Professional ratings
Review scores
| Source | Rating |
| AllMusic | Star |
| Christgau's Record Guide | A |

==Track listing==
All compositions by Leon Thomas except where noted
1. "Come Along" (Leon Thomas, Neal Creque) − 3:02
2. "I Am" − 3:17
3. "Bag's Groove" (Milt Jackson, Ellen May Shashoyan) − 3:19
4. "Um, Um, Um" − 11:35
5. "Pharoah's Tune (The Journey)" (Leon Thomas, Pharoah Sanders) − 17:55

==Personnel==
- Leon Thomas − vocals, maracas, Thailand flute, Hindewe flute, Freedom flute (Ecuador), bells
- Ernie Royal − trumpet (tracks 1–3 & 5)
- Donald Smith (tracks 1–3 & 5), James Spaulding (tracks 4 & 5) − flute
- Sonny Morgan − bongos, African oboe
- Jerome Richardson − alto saxophone (tracks 1–3 & 5)
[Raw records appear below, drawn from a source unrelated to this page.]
//! JSONL replay against the scripted runtime

use std::path::Path;
use std::sync::Arc;
use std::time::Duration;

use anyhow::{bail, Context, Result};
use serde::{Deserialize, Serialize};
use serde_json::{json, Value};
use tokio::sync::mpsc;
use tokio::task::JoinHandle;

use lantern_core::channels::Channel;
use lantern_core::runtime::{ScriptedRuntime, ScriptedSession};
use lantern_core::{
    AgentRuntime, Attachment, CoreConfig, PlanDisposition, SessionController, SessionRole,
};

const CONTROL_PREFIX: &str = "lantern.";

/// One script line
#[derive(Debug, Deserialize)]
struct ScriptLine {
    #[serde(rename = "type")]
    kind: String,
    #[serde(default)]
    data: Value,
    /// Target session, defaults to the active one
    #[serde(default)]
    session: Option<SessionRole>,
}

#[derive(Debug, PartialEq)]
enum Step {
    Emit {
        session: Option<SessionRole>,
        kind: String,
        data: Value,
    },
    Send {
        text: String,
        attachments: Vec<String>,
    },
    EnterPlan,
    PresentPlan {
        summary: String,
    },
    AcceptPlan,
    RejectPlan,
    ExitPlan {
        accept: bool,
    },
    Abort,
    InvokeTool {
        session: Option<SessionRole>,
        tool_call_id: String,
        name: String,
        arguments: Value,
    },
}

fn parse_line(line: &str) -> Result<Step> {
    let line: ScriptLine = serde_json::from_str(line)?;
    let Some(control) = line.kind.strip_prefix(CONTROL_PREFIX) else {
        return Ok(Step::Emit {
            session: line.session,
            kind: line.kind,
            data: line.data,
        });
    };

    let text = |key: &str| line.data.get(key).and_then(Value::as_str).map(str::to_string);
    let step = match control {
        "send" => Step::Send {
            text: text("text").unwrap_or_default(),
            attachments: line
                .data
                .get("attachments")
                .and_then(Value::as_array)
                .map(|items| {
                    items
                        .iter()
                        .filter_map(Value::as_str)
                        .map(str::to_string)
                        .collect()
                })
                .unwrap_or_default(),
        },
        "enter_plan" => Step::EnterPlan,
        "present_plan" => Step::PresentPlan {
            summary: text("summary").unwrap_or_default(),
        },
        "accept_plan" => Step::AcceptPlan,
        "reject_plan" => Step::RejectPlan,
        "exit_plan" => Step::ExitPlan {
            accept: line.data.get("accept").and_then(Value::as_bool).unwrap_or(false),
        },
        "abort" => Step::Abort,
        "invoke_tool" => Step::InvokeTool {
            session: line.session,
            tool_call_id: text("tool_call_id").context("invoke_tool needs tool_call_id")?,
            name: text("name").context("invoke_tool needs name")?,
            arguments: line.data.get("arguments").cloned().unwrap_or(json!({})),
        },
        other => bail!("Unknown control step '{}{}'", CONTROL_PREFIX, other),
    };
    Ok(step)
}

fn forward<T>(channel: &Channel<T>, out: mpsc::UnboundedSender<String>) -> Result<JoinHandle<()>>
where
    T: Serialize + Send + 'static,
{
    let name = channel.name();
    let mut rx = channel.subscribe()?;
    Ok(tokio::spawn(async move {
        while let Some(event) = rx.recv().await {
            let line = json!({ "channel": name, "event": event }).to_string();
            if out.send(line).is_err() {
                break;
            }
        }
    }))
}

pub async fn run(
    config: CoreConfig,
    script: &Path,
    resume: Option<&str>,
    settle_ms: u64,
) -> Result<()> {
    let content = tokio::fs::read_to_string(script)
        .await
        .with_context(|| format!("Failed to read script: {}", script.display()))?;
    let steps = content
        .lines()
        .enumerate()
        .filter(|(_, line)| !line.trim().is_empty() && !line.trim_start().starts_with('#'))
        .map(|(n, line)| parse_line(line).with_context(|| format!("line {}", n + 1)))
        .collect::<Result<Vec<_>>>()?;

    let runtime = Arc::new(ScriptedRuntime::new());
    if let Some(id) = resume {
        runtime.allow_resume(id);
    }
    let controller = SessionController::new(
        Arc::clone(&runtime) as Arc<dyn AgentRuntime>,
        config,
    )?;

    let (out_tx, mut out_rx) = mpsc::unbounded_channel::<String>();
    let channels = controller.channels();
    let forwarders = vec![
        forward(&channels.output, out_tx.clone())?,
        forward(&channels.reasoning, out_tx.clone())?,
        forward(&channels.error, out_tx.clone())?,
        forward(&channels.status, out_tx.clone())?,
        forward(&channels.tool_start, out_tx.clone())?,
        forward(&channels.tool_update, out_tx.clone())?,
        forward(&channels.tool_complete, out_tx.clone())?,
        forward(&channels.file_changed, out_tx.clone())?,
        forward(&channels.diff_available, out_tx.clone())?,
        forward(&channels.usage, out_tx.clone())?,
    ];
    drop(out_tx);

    let printer = tokio::spawn(async move {
        while let Some(line) = out_rx.recv().await {
            println!("{}", line);
        }
    });

    controller.start(resume).await?;
    for step in steps {
        apply(&controller, &runtime, step).await?;
    }

    tokio::time::sleep(Duration::from_millis(settle_ms)).await;
    controller.dispose().await;
    for forwarder in forwarders {
        forwarder.abort();
    }
    printer.await.context("Output printer failed")?;

    tracing::info!("Replay finished");
    Ok(())
}

async fn target(
    controller: &SessionController,
    runtime: &ScriptedRuntime,
    role: Option<SessionRole>,
) -> Result<Arc<ScriptedSession>> {
    let info = match role {
        None => controller.active_session().await,
        Some(SessionRole::Work) => controller.work_session().await,
        Some(SessionRole::Plan) => controller.plan_session().await,
    };
    let info = info.context("No session to target")?;
    runtime
        .session(&info.id)
        .with_context(|| format!("Session {} is not scripted", info.id))
}

/// Controller failures are already on the error channel; the replay goes on.
async fn apply(
    controller: &SessionController,
    runtime: &ScriptedRuntime,
    step: Step,
) -> Result<()> {
    let outcome = match step {
        Step::Emit {
            session,
            kind,
            data,
        } => {
            target(controller, runtime, session).await?.emit(&kind, data);
            Ok(())
        }
        Step::Send { text, attachments } => {
            let attachments = attachments.into_iter().map(Attachment::file).collect();
            controller.send_message(&text, attachments).await
        }
        Step::EnterPlan => controller.enter_plan_mode().await.map(|_| ()),
        Step::PresentPlan { summary } => controller.present_plan(&summary).await,
        Step::AcceptPlan => controller.accept_plan().await,
        Step::RejectPlan => controller.reject_plan().await,
        Step::ExitPlan { accept } => {
            let disposition = if accept {
                PlanDisposition::Accept
            } else {
                PlanDisposition::Reject
            };
            controller.exit_plan_mode(disposition).await
        }
        Step::Abort => controller.abort().await,
        Step::InvokeTool {
            session,
            tool_call_id,
            name,
            arguments,
        } => {
            let session = target(controller, runtime, session).await?;
            if session.invoke_tool(&tool_call_id, &name, arguments).await.is_none() {
                tracing::warn!(tool = %name, "Tool is not registered on the session");
            }
            Ok(())
        }
    };

    if let Err(e) = outcome {
        tracing::warn!("Replay step failed: {}", e);
    }
    Ok(())
}

#[cfg(test)]
mod tests {
    use super::*;

    #[test]
    fn runtime_events_pass_through() {
        let step = parse_line(
            r#"{"type": "assistant.message_delta", "data": {"delta_content": "hi"}, "session": "plan"}"#,
        )
        .unwrap();
        assert_eq!(
            step,
            Step::Emit {
                session: Some(SessionRole::Plan),
                kind: "assistant.message_delta".into(),
                data: json!({"delta_content": "hi"}),
            }
        );
    }

    #[test]
    fn control_steps_parse() {
        assert_eq!(
            parse_line(r#"{"type": "lantern.present_plan", "data": {"summary": "add logging"}}"#)
                .unwrap(),
            Step::PresentPlan {
                summary: "add logging".into()
            }
        );
        assert_eq!(
            parse_line(r#"{"type": "lantern.exit_plan", "data": {"accept": true}}"#).unwrap(),
            Step::ExitPlan { accept: true }
        );
        assert_eq!(
            parse_line(r#"{"type": "lantern.enter_plan"}"#).unwrap(),
            Step::EnterPlan
        );
    }

    #[test]
    fn invalid_control_steps_are_rejected() {
        assert!(parse_line(r#"{"type": "lantern.teleport"}"#).is_err());
        assert!(parse_line(r#"{"type": "lantern.invoke_tool", "data": {"name": "x"}}"#).is_err());
        assert!(parse_line("not json").is_err());
    }
}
- Billy Harper − tenor saxophone (tracks 1–3 & 5)
- Howard Johnson − baritone saxophone (tracks 1–3 & 5)
- Arthur Sterling – piano
- John Williams Jr. − electric bass (tracks 1–3 & 5)
- Bob Cunningham − bass (tracks 4 & 5)
- Billy Cobham (tracks 1–3 & 5), Roy Haynes (tracks 4 & 5) − drums
- Gene Golden − bongos (tracks 4 & 5)
- Richie "Pablo" Landrum − congas
- Oliver Nelson − arranger, conductor (tracks 1–3 & 5)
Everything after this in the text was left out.